||Asean Affairs 4 July 2013
MAS TAKES CIVIL PENALTY ENFORCEMENT ACTION AGAINST OH KIAN GUAN
MAS takes Civil Penalty Enforcement Action Against Oh Kian Guan for Contravening the Law against the Employment of Manipulative and Deceptive Devices and the Requirement to Notify the Securities Exchange of Changes in Shareholdings Singapore, 3 July 2013… The Monetary Authority of Singapore (MAS) has taken civil penalty enforcement action against Mr Oh Kian Guan for contravening Section 201(b) of the Securities and Futures Act (SFA), which prohibits the employment of manipulative and deceptive devices in connection with the subscription, purchase or sale of securities. 2 Between 1 July 2007 and 31 August 2008, Mr Oh had used securities trading accounts maintained by various persons with a number of brokerages to conduct trades in the shares of Fuji Offset Plates Manufacturing Ltd (Fuji), for his own benefit. Mr Oh’s actions deceived the brokerage houses into believing that the accounts were opened and operated for the benefit of the respective account holders, when the beneficial owner of the trades in the accounts was in fact Mr Oh.
3 As a substantial shareholder of Fuji, Mr Oh also contravened Section 137 of the SFA, in force at the material time, which required substantial shareholders of listed companies to notify the securities exchange of changes in their shareholdings. Mr Oh had failed to notify the Singapore Exchange Securities Trading Limited (SGX-ST) and Fuji of the changes in his deemed shareholdings in Fuji, which took place between 1 July 2007 and 31 August 2008.
4 Mr Oh has admitted to contravening Sections 201(b) and 137 of the SFA and paid (i) a civil penalty of $100,000, without court action, in respect of the Section 201(b) contravention; and (ii) a composition amount of $18,000 in respect of the Section 137 contraventions. 5 This matter was referred to MAS by SGX-ST.
(A) The civil penalty regime (i) A civil penalty action is not a criminal action and does not attract criminal sanctions.

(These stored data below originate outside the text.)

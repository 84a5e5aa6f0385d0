//! Pre-norm transformer block.

use candle_core::{Result, Tensor};
use candle_nn::VarBuilder;

use crate::attention::Attention;
use crate::config::ModelConfig;
use crate::layers::{FeedForward, RmsNorm};

pub struct TransformerBlock {
    pub attn_norm: RmsNorm,
    pub attention: Attention,
    pub ffn_norm: RmsNorm,
    pub ffn: FeedForward,
    dropout: f32,
}

impl TransformerBlock {
    pub fn new(config: &ModelConfig, vb: VarBuilder) -> Result<Self> {
        Ok(Self {
            attn_norm: RmsNorm::new(config.dim, config.norm_eps, vb.pp("attn_norm"))?,
            attention: Attention::new(config.dim, config.n_heads, vb.pp("attention"))?,
            ffn_norm: RmsNorm::new(config.dim, config.norm_eps, vb.pp("ffn_norm"))?,
            ffn: FeedForward::new(config.dim, config.ffn_dim, vb.pp("ffn"))?,
            dropout: config.dropout,
        })
    }

    fn maybe_dropout(&self, x: Tensor, train: bool) -> Result<Tensor> {
        if train && self.dropout > 0.0 {
            candle_nn::ops::dropout(&x, self.dropout)
        } else {
            Ok(x)
        }
    }

    pub fn forward(
        &self,
        x: &Tensor,
        cos: &Tensor,
        sin: &Tensor,
        bias: &Tensor,
        train: bool,
    ) -> Result<Tensor> {
        let h = self
            .attention
            .forward(&self.attn_norm.forward(x)?, cos, sin, bias)?;
        let x = (x + self.maybe_dropout(h, train)?)?;
        let h = self.ffn.forward(&self.ffn_norm.forward(&x)?)?;
        x + self.maybe_dropout(h, train)?
    }
}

The civil penalty regime, designed to complement criminal sanctions and provide a nuanced approach to combat market misconduct, became operational at the beginning of 2004.
(ii) Under section 232 of the SFA, MAS may enter into agreements with any person for that person to pay, with or without admission of liability, a civil penalty for a contravention of any provision of Part XII of the SFA, of a sum not exceeding ? three times the amount of the profit gained or loss avoided by that person, subject to a minimum of either $50,000 (if the person is not a corporation) or $100,000 (if the person is a corporation); or ? (where the contravention has not resulted in the person gaining a profit or avoiding a loss) $2 million, subject to a minimum of $50,000.
(iii) In determining the quantum of civil penalties to seek in such actions, MAS takes into consideration all facts and circumstances relating to the contravention and the contravening person.
(B) Employment of Manipulative and Deceptive Devices under section 201(b) of the SFA Under section 201(b) of the SFA, no person shall, directly or indirectly, in connection with the subscription, purchase or sale of any securities engage in any act, practice or course of business which operates as a fraud or deception, or is likely to operate as a fraud or deception, upon any person. (C) Duty of substantial shareholders to notify securities exchange under section 137 of the SFA (in force at the material time) Under section 137 of the SFA, in force at the material time (which emulated, with such modifications as necessary, Division 4 of Part IV of the Companies Act (CA)), where there is a change in the percentage level of the interest of a substantial shareholder in a company, the substantial shareholder shall give notice in writing to the securities exchange within 2 business days after he becomes aware of such a change.
Under section 81(1) of the CA, a person has a substantial shareholding in a company if he has an interest in one or more voting shares in the company and the total votes attached to those shares is not less than 5% of the total votes attached to all the voting shares in the company.